● PROBLEM TO SOLVE
In the data below, find each line that contains the word "quota" and copy it.

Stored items
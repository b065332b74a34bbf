//! # relay-gateway
//!
//! One OpenAI-compatible API surface in front of many upstream AI provider
//! channels.
//!
//! This library provides:
//! - Channel selection with priority, weights, cooldowns and failover
//! - Protocol adaptors for OpenAI, Anthropic, Gemini, Groq, Zhipu, Novita
//!   and OpenAI-compatible custom endpoints
//! - Ratio-based quota computation with tiered per-provider pricing
//! - Async task bindings so video polls reach the channel that started the job
//!
//! ## Request Flow
//!
//! ```text
//!   client ──▶ api ──▶ dispatcher ──▶ adaptor ──▶ upstream provider
//!               │          │
//!               │          ├──▶ pricing (quota)  ──▶ usage sink
//!               └──────────┴──▶ task_binding (create / resolve)
//! ```
//!
//! ## Modules
//! - `relay`: canonical request/response types
//! - `adaptor`: provider wire formats
//! - `dispatcher`: failover loop and metering
//! - `pricing`: price tables and ratio resolution
//! - `task_binding`: task id → channel stores

pub mod adaptor;
pub mod api;
pub mod channel;
pub mod channel_health;
pub mod config;
pub mod dispatcher;
pub mod error;
pub mod pricing;
pub mod relay;
pub mod task_binding;
pub mod usage;

pub use config::Config;
pub use dispatcher::{DispatchContext, Dispatched, Dispatcher};
pub use error::{DispatchFailure, RelayError};
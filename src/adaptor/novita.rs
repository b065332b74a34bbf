//! Novita AI: OpenAI-compatible chat and completions.

use bytes::Bytes;
use reqwest::header::HeaderMap;
use serde_json::Value;

use super::openai_compat::{self, OpenAiStreamParser};
use super::{Adaptor, StreamParser, UpstreamBody, UpstreamTarget};
use crate::channel::ChannelType;
use crate::error::RelayError;
use crate::relay::{CanonicalRequest, CanonicalResponse, RelayMode};

pub struct NovitaAdaptor;

impl NovitaAdaptor {
    pub fn new() -> Self {
        Self
    }
}

impl Default for NovitaAdaptor {
    fn default() -> Self {
        Self::new()
    }
}

impl Adaptor for NovitaAdaptor {
    fn channel_type(&self) -> ChannelType {
        ChannelType::Novita
    }

    fn supports_mode(&self, mode: RelayMode) -> bool {
        matches!(mode, RelayMode::ChatCompletions | RelayMode::Completions)
    }

    fn request_url(
        &self,
        target: &UpstreamTarget<'_>,
        request: &CanonicalRequest,
    ) -> Result<String, RelayError> {
        let base = target.base_url()?;
        Ok(match request.mode {
            RelayMode::Completions => format!("{}/completions", base),
            _ => format!("{}/chat/completions", base),
        })
    }

    fn build_request(
        &self,
        target: &UpstreamTarget<'_>,
        request: &CanonicalRequest,
    ) -> Result<UpstreamBody, RelayError> {
        let body = match request.mode {
            RelayMode::Completions => openai_compat::completion_body(request, target.model),
            _ => openai_compat::chat_body(request, target.model),
        };
        Ok(UpstreamBody::Json(Value::Object(body)))
    }

    fn parse_response(
        &self,
        _target: &UpstreamTarget<'_>,
        request: &CanonicalRequest,
        _headers: &HeaderMap,
        body: Bytes,
    ) -> Result<CanonicalResponse, RelayError> {
        match request.mode {
            RelayMode::Completions => openai_compat::parse_completion_response(&body, request),
            _ => openai_compat::parse_chat_response(&body, request),
        }
    }

    fn stream_parser(&self, request: &CanonicalRequest) -> Box<dyn StreamParser> {
        Box::new(OpenAiStreamParser::new(request.mode))
    }
}
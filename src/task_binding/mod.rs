//! Async task bindings: which channel started an upstream job, so polls for
//! the job go back to the same channel.
//!
//! Supports:
//! - `memory`: in-process map (non-persistent)
//! - `sqlite`: SQLite table keyed by task id

mod memory;
mod sqlite;

pub use memory::InMemoryBindingStore;
pub use sqlite::SqliteBindingStore;

use std::path::PathBuf;
use std::sync::Arc;

use async_trait::async_trait;
use chrono::{DateTime, Utc};
use serde::Serialize;

use crate::channel::ChannelType;
use crate::error::RelayError;

/// Kind of upstream job a binding points at.
#[derive(Debug, Clone, Copy, PartialEq, Eq, Serialize)]
#[serde(rename_all = "snake_case")]
pub enum TaskType {
    Video,
}

impl TaskType {
    pub fn as_str(&self) -> &'static str {
        match self {
            Self::Video => "video",
        }
    }

    pub fn parse(s: &str) -> Option<Self> {
        match s {
            "video" => Some(Self::Video),
            _ => None,
        }
    }
}

/// A task id bound to the channel that created it. Never deleted.
#[derive(Debug, Clone, PartialEq, Serialize)]
pub struct AsyncTaskBinding {
    pub task_id: String,
    pub task_type: TaskType,
    pub user_id: i64,
    pub token_id: i64,
    pub channel_id: i64,
    pub channel_type: ChannelType,
    /// Model the caller asked for.
    pub origin_model: String,
    /// Model sent upstream.
    pub actual_model: String,
    pub created_at: DateTime<Utc>,
    pub updated_at: DateTime<Utc>,
    pub last_accessed_at: DateTime<Utc>,
}

impl AsyncTaskBinding {
    pub fn routing(&self) -> RoutingContext {
        RoutingContext {
            channel_id: self.channel_id,
            model: self.actual_model.clone(),
        }
    }
}

/// Fields supplied when a binding is created.
#[derive(Debug, Clone, PartialEq)]
pub struct NewBinding {
    pub task_id: String,
    pub task_type: TaskType,
    pub user_id: i64,
    pub token_id: i64,
    pub channel_id: i64,
    pub channel_type: ChannelType,
    pub origin_model: String,
    pub actual_model: String,
}

impl NewBinding {
    fn into_binding(self, now: DateTime<Utc>) -> AsyncTaskBinding {
        AsyncTaskBinding {
            task_id: self.task_id,
            task_type: self.task_type,
            user_id: self.user_id,
            token_id: self.token_id,
            channel_id: self.channel_id,
            channel_type: self.channel_type,
            origin_model: self.origin_model,
            actual_model: self.actual_model,
            created_at: now,
            updated_at: now,
            last_accessed_at: now,
        }
    }
}

/// Pins a poll request to a channel and upstream model.
#[derive(Debug, Clone, PartialEq, Eq)]
pub struct RoutingContext {
    pub channel_id: i64,
    pub model: String,
}

#[derive(Debug, thiserror::Error)]
pub enum BindingError {
    #[error("task id '{0}' is already bound")]
    Conflict(String),
    #[error("no binding for task id '{0}'")]
    NotFound(String),
    #[error("binding storage error: {0}")]
    Storage(String),
}

impl From<BindingError> for RelayError {
    fn from(e: BindingError) -> Self {
        match e {
            BindingError::Conflict(id) => RelayError::BindingConflict(id),
            BindingError::NotFound(id) => RelayError::BindingNotFound(id),
            BindingError::Storage(msg) => RelayError::Storage(msg),
        }
    }
}

/// Binding store trait, implemented by all storage backends.
///
/// Uniqueness of `task_id` is enforced by the backend itself, so concurrent
/// creates for the same id yield exactly one winner.
#[async_trait]
pub trait BindingStore: Send + Sync {
    /// Whether bindings survive a restart.
    fn is_persistent(&self) -> bool;

    /// Insert a binding. Fails with `Conflict` if the task id exists; the
    /// existing binding is left untouched.
    async fn create(&self, binding: NewBinding) -> Result<AsyncTaskBinding, BindingError>;

    /// Look up a binding and refresh `last_accessed_at`. The timestamp never
    /// moves backwards even when resolves race.
    async fn resolve(&self, task_id: &str) -> Result<AsyncTaskBinding, BindingError>;

    /// Look up a binding without touching it.
    async fn get(&self, task_id: &str) -> Result<Option<AsyncTaskBinding>, BindingError>;
}

pub type SharedBindingStore = Arc<dyn BindingStore>;

/// SQLite when a path is configured, in-memory otherwise.
pub async fn open_binding_store(path: Option<PathBuf>) -> Result<SharedBindingStore, BindingError> {
    match path {
        Some(path) => {
            let store = SqliteBindingStore::open(path).await?;
            Ok(Arc::new(store))
        }
        None => {
            tracing::warn!("No binding database configured, task bindings will not survive restarts");
            Ok(Arc::new(InMemoryBindingStore::new()))
        }
    }
}

#[cfg(test)]
pub(crate) mod tests {
    use super::*;

    pub(crate) fn video_binding(task_id: &str, channel_id: i64) -> NewBinding {
        NewBinding {
            task_id: task_id.to_string(),
            task_type: TaskType::Video,
            user_id: 42,
            token_id: 7,
            channel_id,
            channel_type: ChannelType::OpenAI,
            origin_model: "sora-2".to_string(),
            actual_model: "sora-2".to_string(),
        }
    }

    /// Behaviour every backend must share.
    pub(crate) async fn exercise_store(store: &dyn BindingStore) {
        let created = store.create(video_binding("task_xyz", 5)).await.unwrap();
        assert_eq!(created.created_at, created.last_accessed_at);

        let err = store.create(video_binding("task_xyz", 9)).await.unwrap_err();
        assert!(matches!(err, BindingError::Conflict(ref id) if id == "task_xyz"));

        let resolved = store.resolve("task_xyz").await.unwrap();
        assert_eq!(resolved.channel_id, 5);
        assert_eq!(resolved.actual_model, "sora-2");
        assert!(resolved.last_accessed_at >= resolved.created_at);

        let again = store.resolve("task_xyz").await.unwrap();
        assert!(again.last_accessed_at >= resolved.last_accessed_at);

        let err = store.resolve("unknown").await.unwrap_err();
        assert!(matches!(err, BindingError::NotFound(_)));
        assert!(store.get("unknown").await.unwrap().is_none());
        assert_eq!(store.get("task_xyz").await.unwrap().unwrap().channel_id, 5);
    }

    #[test]
    fn errors_map_to_relay_kinds() {
        use crate::error::ErrorKind;
        let e: RelayError = BindingError::Conflict("t".into()).into();
        assert_eq!(e.kind(), ErrorKind::BindingConflict);
        let e: RelayError = BindingError::NotFound("t".into()).into();
        assert_eq!(e.status_code(), 404);
    }

    #[test]
    fn routing_context_uses_actual_model() {
        let mut b = video_binding("t", 3).into_binding(Utc::now());
        b.actual_model = "sora-2-pro".into();
        assert_eq!(
            b.routing(),
            RoutingContext {
                channel_id: 3,
                model: "sora-2-pro".into()
            }
        );
    }
}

● SOLUTION FOR THIS EXERCISE
//! - Ratio-based quota computation with tiered per-provider pricing
//!               │          ├──▶ pricing (quota)  ──▶ usage sink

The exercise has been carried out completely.